Shorthaired Cats (Cat Breeds)

In both wild and domestic cats, short hair is much more common than long. The main reason for this is that the genes for short hair are dominant over the ones for long hair. Also, in the wild, whether as a leopard or a feral inner-city tom, long hair can tangle on things when stalking and ambushing, give enemies something to grab hold of, and without an attentive owner to do the grooming, become matted and likely to cause skin diseases. These are important disadvantages that natural evolution came to terms with.

Shorthaired coats, on the other hand, don’t get in the way and are simple to care for – wounds can be easily tended and parasites don’t find it such a good environment in which to make a home. Twice weekly grooming is sufficient and many shorthaired cats can very adequately look after their coats themselves.

Shorthaired cats fall into three main categories: the British Shorthair, the American Shorthair, and Foreign or Oriental Shorthair.

The British Shorthair is a sturdy cat with a strong, muscular body on short legs, and which sports a short, dense coat. It has a broad, rounded head, with a shirt, straight nose, and large, round eyes. European Shorthair breeds are identical.

American Shorthairs developed from ancestors of the British and European Shorthairs, which were taken to the US by the early settlers.

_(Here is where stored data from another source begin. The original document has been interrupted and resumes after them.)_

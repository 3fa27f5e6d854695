use embassy_time::{Duration, Instant};

use crate::blackboard::Blackboard;
use crate::config::FlightConfig;
use crate::drivers::{Barometer, Gnss, Imu};
use crate::error::{SchedulerFatal, SensorError};
use crate::health::SensorHealth;
use crate::log::{FlightEvent, LogEntry};
use crate::scheduler::{Cadence, Task, TaskSpec, TaskStatus};
use crate::types::{SensorKind, TelemetrySnapshot};

/// Exponent of the international barometric formula, 1 / 5.255.
const BAROMETRIC_EXPONENT: f32 = 1.0 / 5.255;

/// Altitude in metres for a static pressure, relative to `sea_level_hpa`.
pub fn pressure_to_altitude_m(pressure_hpa: f32, sea_level_hpa: f32) -> f32 {
    44_330.0 * (1.0 - libm::powf(pressure_hpa / sea_level_hpa, BAROMETRIC_EXPONENT))
}

/// Reads the barometer, IMU and GNSS once per period and publishes one
/// complete snapshot per pass.
pub struct SensorSampler<'a, B, I, G> {
    barometer: B,
    imu: I,
    gnss: G,
    board: &'a Blackboard,
    period: Duration,
    sea_level_hpa: f32,
    max_consecutive_failures: u32,
    current: TelemetrySnapshot,
    health: SensorHealth,
}

impl<'a, B: Barometer, I: Imu, G: Gnss> SensorSampler<'a, B, I, G> {
    pub fn new(barometer: B, imu: I, gnss: G, board: &'a Blackboard, config: &FlightConfig) -> Self {
        Self {
            barometer,
            imu,
            gnss,
            board,
            period: config.sample_period,
            sea_level_hpa: config.sea_level_pressure_hpa,
            max_consecutive_failures: config.max_consecutive_sensor_failures,
            current: board.snapshot.read(),
            health: SensorHealth::new(),
        }
    }

    /// One sampling pass.
    ///
    /// A sensor that fails keeps its fields from the previous snapshot. The
    /// sequence advances regardless, and the result is published in one
    /// update so readers never see a half-written pass.
    pub fn sample_once(&mut self, now: Instant) -> TelemetrySnapshot {
        let mut next = self.current;

        let baro = self.barometer.read().and_then(|reading| {
            let pressure = reading.pressure_hpa;
            if !pressure.is_finite() || pressure <= 0.0 || !reading.temperature_c.is_finite() {
                return Err(SensorError::OutOfRange);
            }
            Ok(reading)
        });
        match baro {
            Ok(reading) => {
                next.temperature_c = reading.temperature_c;
                next.pressure_hpa = reading.pressure_hpa;
                next.altitude_m = pressure_to_altitude_m(reading.pressure_hpa, self.sea_level_hpa);
                self.health.record(SensorKind::Barometer, true);
            }
            Err(error) => self.degraded(now, SensorKind::Barometer, error),
        }

        match self.imu.read() {
            Ok(reading) => {
                next.accel = reading.accel;
                next.gyro = reading.gyro;
                self.health.record(SensorKind::Imu, true);
            }
            Err(error) => self.degraded(now, SensorKind::Imu, error),
        }

        match self.gnss.update() {
            Ok(()) => {
                let (lat, lon) = (self.gnss.latitude(), self.gnss.longitude());
                if lat.is_finite() && lon.is_finite() {
                    next.latitude = lat;
                    next.longitude = lon;
                    self.health.record(SensorKind::Gnss, true);
                } else {
                    self.degraded(now, SensorKind::Gnss, SensorError::OutOfRange);
                }
            }
            Err(error) => self.degraded(now, SensorKind::Gnss, error),
        }

        // 0 is reserved for "never sampled".
        next.sequence = match self.current.sequence.wrapping_add(1) {
            0 => 1,
            seq => seq,
        };
        self.current = next;
        self.health.tickstamp = now.as_ticks();

        self.board.snapshot.update(next, now);
        self.board.sensor_health.update(self.health, now);
        self.board.log.record(LogEntry::Snapshot(now.as_ticks(), next));
        next
    }

    pub fn health(&self) -> &SensorHealth {
        &self.health
    }

    fn degraded(&mut self, now: Instant, sensor: SensorKind, error: SensorError) {
        self.health.record(sensor, false);
        self.board
            .log
            .report(now, FlightEvent::SensorDegraded { sensor, error });
    }
}

impl<B: Barometer, I: Imu, G: Gnss> Task for SensorSampler<'_, B, I, G> {
    fn spec(&self) -> TaskSpec {
        TaskSpec {
            name: "sampler",
            cadence: Cadence::Periodic(self.period),
            budget: Some(self.period / 4),
        }
    }

    fn tick(&mut self, now: Instant) -> Result<TaskStatus, SchedulerFatal> {
        let failures_before = self.total_failures();
        self.sample_once(now);
        if self.total_failures() != failures_before {
            self.board.log.record(LogEntry::SensorHealth(self.health));
        }

        let (sensor, failures) = self.health.worst_streak();
        if failures >= self.max_consecutive_failures {
            return Err(SchedulerFatal::SensorFailureStreak { sensor, failures });
        }
        Ok(TaskStatus::Worked)
    }
}

impl<B, I, G> SensorSampler<'_, B, I, G> {
    fn total_failures(&self) -> u32 {
        self.health.baro_failures + self.health.imu_failures + self.health.gnss_failures
    }
}

#[cfg(test)]
mod tests {
    use super::*;
    use crate::drivers::{BaroReading, ImuReading};

    struct ScriptedBaro {
        pressures: &'static [Option<f32>],
        next: usize,
    }

    impl Barometer for ScriptedBaro {
        fn read(&mut self) -> Result<BaroReading, SensorError> {
            let step = self.pressures[self.next.min(self.pressures.len() - 1)];
            self.next += 1;
            step.map(|pressure_hpa| BaroReading {
                temperature_c: 15.0,
                pressure_hpa,
            })
            .ok_or(SensorError::Timeout)
        }
    }

    struct FlakyImu {
        fail: bool,
        count: f32,
    }

    impl Imu for FlakyImu {
        fn read(&mut self) -> Result<ImuReading, SensorError> {
            if self.fail {
                return Err(SensorError::BusError);
            }
            self.count += 1.0;
            Ok(ImuReading {
                accel: (0.0, 0.0, self.count),
                gyro: (self.count, 0.0, 0.0),
            })
        }
    }

    struct FixedGnss {
        fix: Option<(f64, f64)>,
    }

    impl Gnss for FixedGnss {
        fn update(&mut self) -> Result<(), SensorError> {
            self.fix.map(|_| ()).ok_or(SensorError::DataNotReady)
        }
        fn latitude(&self) -> f64 {
            self.fix.map_or(0.0, |f| f.0)
        }
        fn longitude(&self) -> f64 {
            self.fix.map_or(0.0, |f| f.1)
        }
    }

    fn sampler<'a>(
        board: &'a Blackboard,
        pressures: &'static [Option<f32>],
    ) -> SensorSampler<'a, ScriptedBaro, FlakyImu, FixedGnss> {
        SensorSampler::new(
            ScriptedBaro { pressures, next: 0 },
            FlakyImu {
                fail: false,
                count: 0.0,
            },
            FixedGnss {
                fix: Some((52.0, 0.1)),
            },
            board,
            &FlightConfig::default(),
        )
    }

    #[test]
    fn test_altitude_from_pressure() {
        assert!(pressure_to_altitude_m(1013.25, 1013.25).abs() < 1e-3);
        let h = pressure_to_altitude_m(899.0, 1013.25);
        assert!((h - 1000.0).abs() < 5.0, "got {h}");
        assert!(pressure_to_altitude_m(1020.0, 1013.25) < 0.0);
    }

    #[test]
    fn test_sequence_strictly_increases_and_is_published_whole() {
        let board = Blackboard::new();
        let mut sampler = sampler(&board, &[Some(1000.0), None, Some(990.0), None]);
        let mut last = 0;
        for i in 0..6u64 {
            let snapshot = sampler.sample_once(Instant::from_secs(i));
            assert!(snapshot.sequence > last);
            last = snapshot.sequence;
            assert_eq!(board.snapshot.read(), snapshot);
        }
        assert_eq!(board.snapshot.version(), 6);
    }

    #[test]
    fn test_failed_sensor_keeps_only_its_own_fields() {
        let board = Blackboard::new();
        let mut sampler = sampler(&board, &[Some(1000.0), None]);
        let first = sampler.sample_once(Instant::from_secs(0));
        let second = sampler.sample_once(Instant::from_secs(1));

        assert_eq!(second.sequence, first.sequence + 1);
        assert_eq!(second.pressure_hpa, first.pressure_hpa);
        assert_eq!(second.altitude_m, first.altitude_m);
        assert_eq!(second.temperature_c, first.temperature_c);
        // IMU still read fresh values.
        assert_ne!(second.accel, first.accel);
        assert_eq!(sampler.health().baro_streak, 1);
        assert_eq!(board.log.counts().sensor_degraded, 1);
    }

    #[test]
    fn test_impossible_pressure_is_a_barometer_failure() {
        let board = Blackboard::new();
        let mut sampler = sampler(&board, &[Some(1000.0), Some(-3.0), Some(f32::NAN)]);
        let good = sampler.sample_once(Instant::from_secs(0));
        sampler.sample_once(Instant::from_secs(1));
        let after = sampler.sample_once(Instant::from_secs(2));
        assert_eq!(after.altitude_m, good.altitude_m);
        assert_eq!(sampler.health().baro_streak, 2);
    }

    #[test]
    fn test_failure_streak_escalates() {
        let board = Blackboard::new();
        let config = FlightConfig {
            max_consecutive_sensor_failures: 3,
            ..FlightConfig::default()
        };
        let mut sampler = SensorSampler::new(
            ScriptedBaro {
                pressures: &[Some(1000.0)],
                next: 0,
            },
            FlakyImu {
                fail: false,
                count: 0.0,
            },
            FixedGnss { fix: None },
            &board,
            &config,
        );
        assert_eq!(sampler.tick(Instant::from_secs(0)), Ok(TaskStatus::Worked));
        assert_eq!(sampler.tick(Instant::from_secs(1)), Ok(TaskStatus::Worked));
        assert_eq!(
            sampler.tick(Instant::from_secs(2)),
            Err(SchedulerFatal::SensorFailureStreak {
                sensor: SensorKind::Gnss,
                failures: 3
            })
        );
    }

    #[test]
    fn test_imu_failure_is_recovered_by_next_good_read() {
        let board = Blackboard::new();
        let mut sampler = sampler(&board, &[Some(1000.0)]);
        sampler.imu.fail = true;
        sampler.sample_once(Instant::from_secs(0));
        assert_eq!(sampler.health().imu_streak, 1);
        sampler.imu.fail = false;
        sampler.sample_once(Instant::from_secs(1));
        assert_eq!(sampler.health().imu_streak, 0);
        assert_eq!(sampler.health().imu_failures, 1);
    }
}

It is a different strain of cat, larger and leaner than the British type, and with slightly longer legs, a more oblong head with a square muzzle, a medium-length nose, and large, round eyes.

Foreign or Oriental Shorthairs have a conformation quite different to the rounded, sturdy British and American Shorthairs. This type of cat has a wedge-shaped head with slanting eyes and large, pointed ears, a lithe, slim body with long legs, and a very fine, short coat. This category embraces the most well-known example, the Siamese, as well as the Korat and the Havana. In some countries, including the US, these cats are known simply as Oriental Shorthairs, or as Oriental in type, whereas in others, notably Britain, Australia, and New Zealand, particular color and coat patterns are designated as being either Foreign or Oriental.

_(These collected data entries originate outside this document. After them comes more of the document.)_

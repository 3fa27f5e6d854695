use core::cell::Cell;
use embassy_sync::blocking_mutex::Mutex;
use embassy_sync::blocking_mutex::raw::CriticalSectionRawMutex;
use embassy_time::Instant;

/// A value together with the publish that produced it.
#[derive(Clone, Copy, Debug, PartialEq)]
pub struct Stamped<T: Copy> {
    pub value: T,
    /// Number of updates so far. `0` is the initial value.
    pub version: u32,
    pub updated_at: Option<Instant>,
}

/// A generic thread-safe container for Blackboard-style data sharing.
///
/// One writer replaces the whole value; any number of readers copy it out.
/// Value, version and timestamp change under the same critical section, so
/// a reader can never see half of an update.
pub struct DataCell<T: Copy> {
    storage: Mutex<CriticalSectionRawMutex, Cell<Stamped<T>>>,
}

impl<T: Copy> DataCell<T> {
    /// Create a new cell with an initial value.
    pub const fn new(init: T) -> Self {
        Self {
            storage: Mutex::new(Cell::new(Stamped {
                value: init,
                version: 0,
                updated_at: None,
            })),
        }
    }

    /// Publish a new value (The "Write").
    pub fn update(&self, data: T, at: Instant) {
        self.storage.lock(|cell| {
            let previous = cell.get();
            cell.set(Stamped {
                value: data,
                version: previous.version.wrapping_add(1),
                updated_at: Some(at),
            });
        });
    }

    /// Fetch the latest data from the cell (The "Read").
    pub fn read(&self) -> T {
        self.storage.lock(|cell| cell.get().value)
    }

    /// Fetch the latest data along with its version and publish time.
    pub fn read_stamped(&self) -> Stamped<T> {
        self.storage.lock(|cell| cell.get())
    }

    pub fn version(&self) -> u32 {
        self.storage.lock(|cell| cell.get().version)
    }

    /// When the current value was published, `None` before the first update.
    pub fn last_updated(&self) -> Option<Instant> {
        self.storage.lock(|cell| cell.get().updated_at)
    }
}

#[cfg(test)]
mod tests {
    use super::*;

    #[test]
    fn test_datacell_init() {
        let cell = DataCell::new(42);
        assert_eq!(cell.read(), 42);
        assert_eq!(cell.version(), 0);
        assert_eq!(cell.last_updated(), None);
    }

    #[test]
    fn test_datacell_update() {
        let cell = DataCell::new(0);
        cell.update(100, Instant::from_millis(5));
        assert_eq!(cell.read(), 100);
        assert_eq!(cell.version(), 1);
        assert_eq!(cell.last_updated(), Some(Instant::from_millis(5)));
    }

    #[test]
    fn test_datacell_stamped_read_is_consistent() {
        #[derive(Copy, Clone, Default, PartialEq, Debug)]
        struct MyData {
            a: i32,
            b: f32,
        }
        let cell = DataCell::new(MyData::default());
        for i in 1..=3 {
            cell.update(
                MyData {
                    a: i,
                    b: i as f32 * 0.5,
                },
                Instant::from_millis(i as u64 * 10),
            );
        }
        let stamped = cell.read_stamped();
        assert_eq!(stamped.value, MyData { a: 3, b: 1.5 });
        assert_eq!(stamped.version, 3);
        assert_eq!(stamped.updated_at, Some(Instant::from_millis(30)));
    }
}
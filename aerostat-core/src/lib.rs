// lib.rs
#![no_std]

pub mod blackboard;
pub mod config;
pub mod datacells;
pub mod drivers;
pub mod error;
pub mod health;
pub mod log;
pub mod radio_link;
pub mod radio_types;
pub mod sampler;
pub mod scheduler;
pub mod state_machine;
pub mod types;
pub mod utilization;

pub use blackboard::Blackboard;
pub use config::{FlightConfig, PowerLevel, RadioConfig};
pub use error::*;
pub use radio_link::RadioLink;
pub use radio_types::{CommandFlags, CommandPacket, TelemetryPacket};
pub use sampler::SensorSampler;
pub use scheduler::{Cadence, Clock, ManualClock, Scheduler, Task, TaskSpec, TaskStatus};
pub use state_machine::*;
pub use types::*;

Picture: British Blue Shorthair

British Blue Shorthair
Probably the most popular of the British Shorthairs, the Blue has the typical round face, sturdy build, and muscular body set on short legs. The fur is particularly plush, even for its type.

Picture: A red tabby Manx

A tail-less breed, the Manx has a body conformation similar to a British Shorthair, except that its hind legs are longer than its forelegs.

Picture: Oriental Shorthair

Oriental Shorthair
The term “Oriental” does not necessarily indicate an exotic origin (although some of these cats do indeed come from Far East), instead it refers to a variety of breeds that have the same lithe, slim body, slanted eyes, large, pointed ears, and fine, short fur.

Picture: Abyssinian

More rugged and not as fine boned as a typical Foreign Shorthair, the Abyssinian still share some of the same features. Where it differs markedly is in the texture and patterning of the coat, which is very thick and distinctively ticked.

Picture: Exotic Shorthair

Exotic Shorthair
The Exotic is perhaps the best example of a cat that has crossed the Longhair/Shorthair divide: it has the cobby build and features of a Longhair, but the plush coat of an American Shorthair.